Wynne crosses her arms. “Alistair, if this is about—”

“It’s _not_!”

“—then I could just—”

“I need to go back for it.”

“Alistair…” Emilia warns, exasperated but at last finding her voice.

“It’s _important_.”

She wants to say no. _Absolutely not_. Nothing is more important than their task on hand and unless he left his ability to slay darkspawn behind, there’s positively no reason for them to turn around. But when she looks back at him—pleading brown eyes meeting hers, the way the corners of his mouth twitch up _just_ a little—she can’t. If it were the other way around—not that _she’d_ ever leave something behind—but if it were her, he’d go back. He _would_.
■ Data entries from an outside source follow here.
//! StateStore — redb-backed persistence for Fleetscale.
//!
//! Three tables, one shape: `&str` composite keys, JSON row values. The
//! generic row plumbing (`write_row` / `read_row` / `scan_prefix`) carries
//! all of them; the public API is the domain surface on top — cluster CRUD
//! with bounds validation, append-only scaling events and metric history,
//! and a retention sweep for the metric table.
//!
//! The control loops never read from the store to make decisions; it is an
//! append-only sink for the event persister plus cluster CRUD for the
//! admin path. Write failures are reported to the caller and logged, never
//! fed back into scaling decisions.

use std::path::Path;
use std::sync::Arc;

use chrono::{DateTime, Utc};
use redb::{Database, ReadableDatabase, ReadableTable, TableDefinition};
use serde::Serialize;
use serde::de::DeserializeOwned;
use tracing::debug;

use crate::error::{StateError, StateResult};
use crate::tables::*;
use crate::types::*;

type Table = TableDefinition<'static, &'static str, &'static [u8]>;

/// Thread-safe state store backed by redb.
#[derive(Clone)]
pub struct StateStore {
    db: Arc<Database>,
}

impl StateStore {
    /// Open (or create) a persistent state store at the given path.
    pub fn open(path: &Path) -> StateResult<Self> {
        let db = Database::create(path)?;
        let store = Self { db: Arc::new(db) };
        store.ensure_tables()?;
        debug!(?path, "state store opened");
        Ok(store)
    }

    /// Create an ephemeral in-memory state store (for testing).
    pub fn open_in_memory() -> StateResult<Self> {
        let db = Database::builder()
            .create_with_backend(redb::backends::InMemoryBackend::new())?;
        let store = Self { db: Arc::new(db) };
        store.ensure_tables()?;
        debug!("in-memory state store opened");
        Ok(store)
    }

    fn ensure_tables(&self) -> StateResult<()> {
        // Opening a table in a write transaction creates it if absent.
        let txn = self.db.begin_write()?;
        for table in [CLUSTERS, SCALING_EVENTS, METRICS] {
            txn.open_table(table)?;
        }
        txn.commit()?;
        Ok(())
    }

    // ── Generic row plumbing ───────────────────────────────────────

    fn write_row<T: Serialize>(&self, table: Table, key: &str, row: &T) -> StateResult<()> {
        let bytes = serde_json::to_vec(row).map_err(|e| StateError::Encode(e.to_string()))?;
        let txn = self.db.begin_write()?;
        {
            let mut table = txn.open_table(table)?;
            table.insert(key, bytes.as_slice())?;
        }
        txn.commit()?;
        Ok(())
    }

    fn read_row<T: DeserializeOwned>(&self, table: Table, key: &str) -> StateResult<Option<T>> {
        let txn = self.db.begin_read()?;
        let table = txn.open_table(table)?;
        let Some(guard) = table.get(key)? else {
            return Ok(None);
        };
        Ok(Some(decode(key, guard.value())?))
    }

    fn delete_row(&self, table: Table, key: &str) -> StateResult<bool> {
        let txn = self.db.begin_write()?;
        let existed;
        {
            let mut table = txn.open_table(table)?;
            existed = table.remove(key)?.is_some();
        }
        txn.commit()?;
        Ok(existed)
    }

    /// Collect up to `limit` rows whose key starts with `prefix`. Keys
    /// embed a fixed-width millis timestamp, so reverse iteration yields
    /// newest-first.
    fn scan_prefix<T: DeserializeOwned>(
        &self,
        table: Table,
        prefix: &str,
        limit: usize,
        newest_first: bool,
    ) -> StateResult<Vec<T>> {
        let txn = self.db.begin_read()?;
        let table = txn.open_table(table)?;
        let range = table.iter()?;
        let entries: Box<dyn Iterator<Item = _> + '_> = if newest_first {
            Box::new(range.rev())
        } else {
            Box::new(range)
        };

        let mut rows = Vec::new();
        for entry in entries {
            let (key, value) = entry?;
            if key.value().starts_with(prefix) {
                rows.push(decode(key.value(), value.value())?);
                if rows.len() >= limit {
                    break;
                }
            }
        }
        Ok(rows)
    }

    // ── Clusters ───────────────────────────────────────────────────

    /// Insert or update a cluster. Bounds are checked here so a record
    /// that would wedge its pipeline (`min_servers = 0`, inverted bounds)
    /// never reaches disk.
    pub fn put_cluster(&self, cluster: &Cluster) -> StateResult<()> {
        if cluster.min_servers == 0 {
            return Err(StateError::InvalidCluster(format!(
                "{}: min_servers must be at least 1",
                cluster.id
            )));
        }
        if cluster.max_servers < cluster.min_servers {
            return Err(StateError::InvalidCluster(format!(
                "{}: max_servers {} below min_servers {}",
                cluster.id, cluster.max_servers, cluster.min_servers
            )));
        }

        self.write_row(CLUSTERS, &cluster.id, cluster)?;
        debug!(cluster_id = %cluster.id, "cluster stored");
        Ok(())
    }

    /// Get a cluster by id.
    pub fn get_cluster(&self, cluster_id: &str) -> StateResult<Option<Cluster>> {
        self.read_row(CLUSTERS, cluster_id)
    }

    /// List all clusters.
    pub fn list_clusters(&self) -> StateResult<Vec<Cluster>> {
        self.scan_prefix(CLUSTERS, "", usize::MAX, false)
    }

    /// Delete a cluster by id. Returns true if it existed.
    pub fn delete_cluster(&self, cluster_id: &str) -> StateResult<bool> {
        let existed = self.delete_row(CLUSTERS, cluster_id)?;
        debug!(%cluster_id, existed, "cluster deleted");
        Ok(existed)
    }

    // ── Scaling events ─────────────────────────────────────────────

    /// Append an executed scaling event.
    pub fn put_scaling_event(&self, event: &ScalingEvent) -> StateResult<()> {
        self.write_row(SCALING_EVENTS, &event.table_key(), event)
    }

    /// List recent scaling events for a cluster, newest first.
    pub fn list_scaling_events(
        &self,
        cluster_id: &str,
        limit: usize,
    ) -> StateResult<Vec<ScalingEvent>> {
        self.scan_prefix(SCALING_EVENTS, &format!("{cluster_id}:"), limit, true)
    }

    // ── Metric history ─────────────────────────────────────────────

    /// Append one per-server metric row.
    pub fn put_metric_record(&self, record: &MetricRecord) -> StateResult<()> {
        self.write_row(METRICS, &record.table_key(), record)
    }

    /// Append every server row of a collected sample in one transaction.
    pub fn put_metrics(&self, metrics: &ClusterMetrics) -> StateResult<()> {
        let txn = self.db.begin_write()?;
        {
            let mut table = txn.open_table(METRICS)?;
            for server in &metrics.servers {
                let record = MetricRecord {
                    time: metrics.timestamp,
                    cluster_id: metrics.cluster_id.clone(),
                    server_id: server.server_id.clone(),
                    cpu_usage: server.cpu_usage,
                    memory_usage: server.memory_usage,
                    request_load: server.request_load,
                };
                let bytes = serde_json::to_vec(&record)
                    .map_err(|e| StateError::Encode(e.to_string()))?;
                table.insert(record.table_key().as_str(), bytes.as_slice())?;
            }
        }
        txn.commit()?;
        Ok(())
    }

    /// List recent metric rows for a cluster, newest first.
    pub fn list_metric_records(
        &self,
        cluster_id: &str,
        limit: usize,
    ) -> StateResult<Vec<MetricRecord>> {
        self.scan_prefix(METRICS, &format!("{cluster_id}:"), limit, true)
    }

    /// Delete a cluster's metric rows older than `before`. Returns the
    /// number removed. The millis segment of the key is zero-padded, so
    /// plain string comparison against the cutoff key is ordering-correct.
    pub fn prune_metric_records(
        &self,
        cluster_id: &str,
        before: DateTime<Utc>,
    ) -> StateResult<usize> {
        let prefix = format!("{cluster_id}:");
        let cutoff = format!("{cluster_id}:{:013}", before.timestamp_millis());

        let doomed: Vec<String> = {
            let txn = self.db.begin_read()?;
            let table = txn.open_table(METRICS)?;
            let mut keys = Vec::new();
            for entry in table.iter()? {
                let (key, _) = entry?;
                let key = key.value();
                if key.starts_with(&prefix) && key < cutoff.as_str() {
                    keys.push(key.to_string());
                }
            }
            keys
        };

        if doomed.is_empty() {
            return Ok(0);
        }

        let txn = self.db.begin_write()?;
        {
            let mut table = txn.open_table(METRICS)?;
            for key in &doomed {
                table.remove(key.as_str())?;
            }
        }
        txn.commit()?;
        debug!(%cluster_id, removed = doomed.len(), "metric history pruned");
        Ok(doomed.len())
    }
}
“Well,” she says slowly; she’s _never_ so indecisive and she knows Wynne and Morrigan are growing impatient, “perhaps we can—”

But Morrigan cuts her off, ever adverse to _anything_ Alistair wants. “I, for one, will not be going,” she says simply, and Alistair sticks his tongue out at her. “It is ridiculous. There will be inches— _feet_ —of snow in a few hours’ time. We should be moving forward, not backward.”

Alistair pouts. “Well no one wanted _you_ to come anyway,” he mutters under his breath, but Emilia steps between them.

“Morrigan is right,” she says, raising a finger at Alistair as soon as he opens his mouth to object. “It would slow us down if we _all_ went.” Morrigan smiles smugly. “Alistair,” she continues, nodding to him, “you and I will go. Morrigan and Wynne, you can continue forward and scout out a place to camp. We’ll catch up with you eventually, even if we have to lose a few hours of sleep tonight.”

Wynne clicks her tongue at that, frowning. “‘Tonight?’” she repeats. “That’s unlikely, Emilia. That snow will slow you down.”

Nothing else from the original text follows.